When faced with heartbreak, I have never looked like Miss Minogue, an exquisitely dressed Helen-of-Troy-figure set amongst billowing curtains. No, the aftermath of my breakups usually look like this: lots of sitting in the middle of the living room wearing three-day-old pajamas, trading food for long, meaningless stares at the wall. And, unless you take the “I’m just going to drink all day and pretend my life’s a bunch of roses until I sober up” approach, your breakups probably follow a similar, universally pathetic trajectory.
It is for this reason that pop culture exists. Call the genre shallow or stupid or meaningless drivel if you want. I don’t care because that’s the precisely the point.
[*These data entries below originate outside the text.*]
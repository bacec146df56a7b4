//! Error and status types for image operations.

use texel_core::PixelFormat;
use thiserror::Error;

/// Error type for image operations.
///
/// Only conditions a caller must not ignore are errors: a request the engine
/// refuses (compressed data, bad parameters) or a region that leaves nothing
/// to work on. The image is untouched whenever an error is returned.
#[derive(Error, Debug)]
pub enum OpsError {
    /// Error from the data model or pixel codec.
    #[error(transparent)]
    Core(#[from] texel_core::Error),

    /// Operation refused for this pixel format.
    #[error("{op} not supported for {format} images")]
    UnsupportedFormat {
        /// Format of the rejected image
        format: PixelFormat,
        /// Operation name
        op: &'static str,
    },

    /// Requested region lies entirely outside the image.
    #[error("out of bounds: {0}")]
    OutOfBounds(String),

    /// Images have incompatible sizes.
    #[error("size mismatch: {0}")]
    SizeMismatch(String),

    /// Invalid parameter value.
    #[error("invalid parameter: {0}")]
    InvalidParameter(String),
}

/// Result type for image operations.
pub type OpsResult<T> = Result<T, OpsError>;

/// Outcome of an in-place operation that did not fail.
#[derive(Debug, Clone, Copy, PartialEq, Eq)]
#[must_use]
pub enum Status {
    /// The image was modified.
    Applied,
    /// Nothing to do (empty image, size unchanged, no matching pixels).
    Skipped,
}

impl Status {
    /// Returns `true` if the image was modified.
    #[inline]
    pub fn is_applied(self) -> bool {
        matches!(self, Self::Applied)
    }

    /// `Applied` if `changed`, else `Skipped`.
    #[inline]
    pub fn from_changed(changed: bool) -> Self {
        if changed { Self::Applied } else { Self::Skipped }
    }
}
When I’m having a wretched day, I don’t want to sit and watch a mirror image of myself forking cake into my frowning mug; I want Kylie Minogue wearing a gold dress that probably weighs twice her body weight, dancing in rays of eternal sunshine. I want chair dances and choreography and geometric light shows that probably cost some record company $100k to design. Because even though I might be too anemic to change out of my pajamas every day, I’m never too tired to live variously through someone who makes millions of dollars entertaining similarly minded masses.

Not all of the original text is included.